Fotografar é estabelecer uma relação de empatia entre o fotógrafo e a realidade eternizada. Não mostrar o rosto, não revelar a doença às claras por vergonha ou por dor, é uma atitude de amor para com quem se é fotografado. O filme consegue deixar bem claro que, por mais que um profissional possua décadas de carreira, ainda há o que se pode aprender antes de partir para outra vida. Gene precisou aprender e conhecer sobre a empatia por trás das lentes de uma máquina fotográfica. Smith foi a Minamata em 1972, 12 anos depois, ou seja, são doze anos vivendo nas condições assassinas de um crime biológico. 
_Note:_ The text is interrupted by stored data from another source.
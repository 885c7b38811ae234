//! Partition of a method body into integrations, API operations and
//! computed expressions.

use super::exclusions::{type_base_name, ExclusionCategory, ExclusionTable};
use super::finder::{find_nodes, TraversalMode};
use super::ordered::OrderedSet;
use crate::core::{
    CancellationToken, Cancelled, NodeId, NodeKind, NodeRef, SymbolResolver, SyntaxTree,
    TargetDescriptor,
};
use serde::Serialize;
use tracing::trace;

#[derive(Debug, Clone, Copy, PartialEq, Eq)]
pub enum DiscardReason {
    /// Same-named virtual member, usually the overridden base implementation
    BaseImplementation,
    Excluded(ExclusionCategory),
}

/// Outcome of classifying a single resolved call
#[derive(Debug, Clone, PartialEq, Eq)]
pub enum CallClass {
    Integration(String),
    Operation(String),
    Discard(DiscardReason),
}

/// Classify one call made from inside `enclosing_method`
pub fn classify_call(
    enclosing_method: &str,
    target: &TargetDescriptor,
    exclusions: &ExclusionTable,
) -> CallClass {
    let base_call = target.is_virtual && target.name == enclosing_method;

    if target.has_user_declaration {
        if base_call {
            return CallClass::Discard(DiscardReason::BaseImplementation);
        }
        return CallClass::Integration(target.name.clone());
    }

    if target.is_delegate_invoke && is_simple_delegate(target) {
        return CallClass::Integration(target.name.clone());
    }
    if let Some(rule) = exclusions.find_match(target) {
        return CallClass::Discard(DiscardReason::Excluded(rule.category));
    }
    if base_call {
        return CallClass::Discard(DiscardReason::BaseImplementation);
    }
    CallClass::Operation(target.name.clone())
}

/// `Action`, `Action<T>`, `Func<TResult>` or `Func<T, TResult>` from `System`
fn is_simple_delegate(target: &TargetDescriptor) -> bool {
    if target.containing_namespace != "System" {
        return false;
    }
    let arity = generic_arity(&target.containing_type);
    match type_base_name(&target.containing_type) {
        "Action" => arity <= 1,
        "Func" => (1..=2).contains(&arity),
        _ => false,
    }
}

/// Number of type arguments in `Name<A, B>` or `Name`2` notation
fn generic_arity(ty: &str) -> usize {
    if let Some((_, count)) = ty.split_once('`') {
        return count.trim().parse().unwrap_or(0);
    }
    let (Some(open), Some(close)) = (ty.find('<'), ty.rfind('>')) else {
        return 0;
    };
    if close <= open + 1 {
        return 0;
    }

    let mut depth = 0usize;
    let mut count = 1;
    for ch in ty[open + 1..close].chars() {
        match ch {
            '<' => depth += 1,
            '>' => depth = depth.saturating_sub(1),
            ',' if depth == 0 => count += 1,
            _ => {}
        }
    }
    count
}

/// Binary expression that is not the control clause of a `for` loop
pub fn is_computed_expression(node: NodeRef<'_>) -> bool {
    node.is(NodeKind::BinaryExpression) && !node.parent().is_some_and(|p| p.is(NodeKind::For))
}

#[derive(Debug, Clone, Default, PartialEq, Eq, Serialize)]
pub struct ClassificationResult {
    pub integrations: OrderedSet,
    pub operations: OrderedSet,
    pub expressions: OrderedSet,
}

impl ClassificationResult {
    pub fn record(&mut self, class: CallClass) {
        match class {
            CallClass::Integration(name) => {
                self.integrations.insert(name);
            }
            CallClass::Operation(name) => {
                self.operations.insert(name);
            }
            CallClass::Discard(_) => {}
        }
    }
}

/// Classifies method bodies against an injected resolver
pub struct Classifier<'a, R: ?Sized> {
    resolver: &'a R,
    exclusions: &'a ExclusionTable,
}

impl<'a, R> Classifier<'a, R>
where
    R: SymbolResolver + ?Sized,
{
    pub fn new(resolver: &'a R, exclusions: &'a ExclusionTable) -> Self {
        Self {
            resolver,
            exclusions,
        }
    }

    pub fn classify(
        &self,
        tree: &SyntaxTree,
        body: NodeId,
        method_name: &str,
        cancel: &CancellationToken,
    ) -> Result<ClassificationResult, Cancelled> {
        let mut result = ClassificationResult::default();

        let calls = find_nodes(tree, body, TraversalMode::Exhaustive, |n| {
            n.is(NodeKind::Invocation)
        });
        for call in calls {
            cancel.check()?;
            let Some(target) = self.resolver.resolve(call) else {
                trace!(node = %call.id(), "Unresolved call ignored");
                continue;
            };
            let class = classify_call(method_name, &target, self.exclusions);
            trace!(node = %call.id(), target = %target.name, ?class, "Classified call");
            result.record(class);
        }

        let expressions = find_nodes(
            tree,
            body,
            TraversalMode::LevelStopping,
            is_computed_expression,
        );
        for expression in expressions {
            result.expressions.insert(expression.text());
        }

        Ok(result)
    }
}

#[cfg(test)]
mod tests {
    use super::*;

    fn classify(method: &str, target: TargetDescriptor) -> CallClass {
        classify_call(method, &target, &ExclusionTable::defaults())
    }

    #[test]
    fn test_user_code_is_integration() {
        assert_eq!(
            classify("Run", TargetDescriptor::user("Operation1")),
            CallClass::Integration("Operation1".into())
        );
    }

    #[test]
    fn test_external_code_is_operation() {
        assert_eq!(
            classify("Run", TargetDescriptor::external("System", "Int32", "ToString")),
            CallClass::Operation("ToString".into())
        );
    }

    #[test]
    fn test_same_named_virtual_is_discarded_for_user_and_external_targets() {
        let user_base = TargetDescriptor::user("DoSomething").virtual_member();
        let external_base = TargetDescriptor::external("System", "Object", "ToString").virtual_member();

        assert_eq!(
            classify("DoSomething", user_base.clone()),
            CallClass::Discard(DiscardReason::BaseImplementation)
        );
        assert_eq!(
            classify("ToString", external_base),
            CallClass::Discard(DiscardReason::BaseImplementation)
        );
        // different enclosing method: an ordinary integration
        assert_eq!(
            classify("Other", user_base),
            CallClass::Integration("DoSomething".into())
        );
    }

    #[test]
    fn test_non_virtual_same_name_is_kept() {
        assert_eq!(
            classify("Run", TargetDescriptor::external("Lib", "Runner", "Run")),
            CallClass::Operation("Run".into())
        );
    }

    #[test]
    fn test_simple_delegates_count_as_integration() {
        for ty in ["Action", "Action<string>", "Func<int>", "Func<string, int>", "Func`2"] {
            let target = TargetDescriptor::external("System", ty, "Invoke").delegate_invoke();
            assert_eq!(
                classify("Run", target),
                CallClass::Integration("Invoke".into()),
                "{ty}"
            );
        }
    }

    #[test]
    fn test_wider_delegates_fall_through_to_operations() {
        for ty in ["Action<int, int>", "Func<int, int, int>", "Predicate<int>"] {
            let target = TargetDescriptor::external("System", ty, "Invoke").delegate_invoke();
            assert_eq!(classify("Run", target), CallClass::Operation("Invoke".into()), "{ty}");
        }
    }

    #[test]
    fn test_exclusions_report_category() {
        let run = TargetDescriptor::external("System.Threading.Tasks", "Task", "Run");
        assert_eq!(
            classify("Start", run),
            CallClass::Discard(DiscardReason::Excluded(ExclusionCategory::TaskScheduling))
        );
    }

    #[test]
    fn test_generic_arity() {
        assert_eq!(generic_arity("Action"), 0);
        assert_eq!(generic_arity("Action<>"), 0);
        assert_eq!(generic_arity("Func<int>"), 1);
        assert_eq!(generic_arity("Func<Dictionary<string, int>, bool>"), 2);
        assert_eq!(generic_arity("Func`3"), 3);
    }
}
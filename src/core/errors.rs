//! Shared error types for the application

use std::path::PathBuf;
use thiserror::Error;

use crate::model::ModelError;

/// Main error type for iosplint operations
#[derive(Debug, Error)]
pub enum Error {
    /// File system related errors
    #[error("File system error: {message}")]
    FileSystem {
        message: String,
        path: Option<PathBuf>,
        #[source]
        source: Option<std::io::Error>,
    },

    /// Program model is structurally invalid
    #[error(transparent)]
    Model(#[from] ModelError),

    /// Configuration errors
    #[error("Configuration error: {0}")]
    Configuration(String),

    /// JSON errors
    #[error(transparent)]
    Json(#[from] serde_json::Error),

    /// TOML errors
    #[error(transparent)]
    Toml(#[from] toml::de::Error),
}

impl Error {
    /// Create a file system error with path context
    pub fn file_system(
        message: impl Into<String>,
        path: impl Into<PathBuf>,
        source: std::io::Error,
    ) -> Self {
        Self::FileSystem {
            message: message.into(),
            path: Some(path.into()),
            source: Some(source),
        }
    }
}

/// Result type alias using our error type
pub type Result<T> = std::result::Result<T, Error>;

#[cfg(test)]
mod tests {
    use super::*;

    #[test]
    fn test_file_system_error_keeps_source() {
        let io = std::io::Error::new(std::io::ErrorKind::NotFound, "gone");
        let err = Error::file_system("Cannot read model", "model.json", io);
        assert_eq!(err.to_string(), "File system error: Cannot read model");
        assert!(std::error::Error::source(&err).is_some());
    }
}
Por fim, o filme nos entrega aquela cena do Banho de Tomoko. Tomoko Uemura tinha braços e abdômen deformados. Era cega, surda e muda. A mãe contou que era preciso cinco horas diárias para alimentá-la. Muito reticentes em fotografar a filha, no fina, a mãe nos entregou a cena mais dolorosa de todo o filme e que se torna história até hoje no campo do jornalismo e da fotografia jornalística. A Pietà de Smith: uma cena em que, literalmente, vemos a mãe, carregando em seus braços a dor de seu filho, prejudicado pelos pecados dos homens deste mundo.  Tomoko Uemura morreu em 1977, cinco anos depois de posar para W. Eugene Smith.